(Exercise)
Copy out the entries exactly. Print them in full.

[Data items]
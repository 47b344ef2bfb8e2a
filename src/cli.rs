use std::path::PathBuf;

use clap::{Parser, Subcommand};

/// Flotilla - declarative container deployment for small device fleets
#[derive(Parser, Debug)]
#[command(name = "flotilla")]
#[command(author, version, about, long_about = None)]
pub struct Cli {
    /// Project directory (default: current working directory)
    #[arg(long, global = true, default_value = ".")]
    pub project: PathBuf,

    /// Machine-readable output (JSON lines)
    #[arg(long, global = true)]
    pub json: bool,

    #[command(subcommand)]
    pub command: Commands,
}

#[derive(Subcommand, Debug)]
pub enum Commands {
    /// Scaffold a new flotilla project
    Init {
        /// Directory to initialize (default: the project directory)
        dir: Option<PathBuf>,
    },

    /// Validate the project configuration
    Vet,

    /// Build application images and record them in flotilla.lock
    Build {
        /// Build a single application instead of all
        app: Option<String>,
    },

    /// Deploy applications to their resolved target nodes
    Deploy {
        /// Deploy a single application instead of all
        app: Option<String>,
    },

    /// Show node reachability and recorded deployments
    Status,
}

(Result of this task)
repository 47b344ef2bfb8e2a
filename src/cli.rs
use std::path::PathBuf;

use clap::{Parser, Subcommand};

/// Flotilla - declarative container deployment for small device fleets
#[derive(Parser, Debug)]
#[command(name = "flotilla")]
#[command(author, version, about, long_about = None)]
pub struct Cli {
    /// Project directory (default: current working directory)
    #[arg(long, global = true, default_value = ".")]
    pub project: PathBuf,

    /// Machine-readable output (JSON lines)
    #[arg(long, global = true)]
    pub json: bool,

    #[command(subcommand)]
    pub command: Commands,
}

#[derive(Subcommand, Debug)]
pub enum Commands {
    /// Scaffold a new flotilla project
    Init {
        /// Directory to initialize (default: the project directory)
        dir: Option<PathBuf>,
    },

    /// Validate the project configuration
    Vet,

    /// Build application images and record them in flotilla.lock
    Build {
        /// Build a single application instead of all
        app: Option<String>,
    },

    /// Deploy applications to their resolved target nodes
    Deploy {
        /// Deploy a single application instead of all
        app: Option<String>,
    },

    /// Show node reachability and recorded deployments
    Status,
}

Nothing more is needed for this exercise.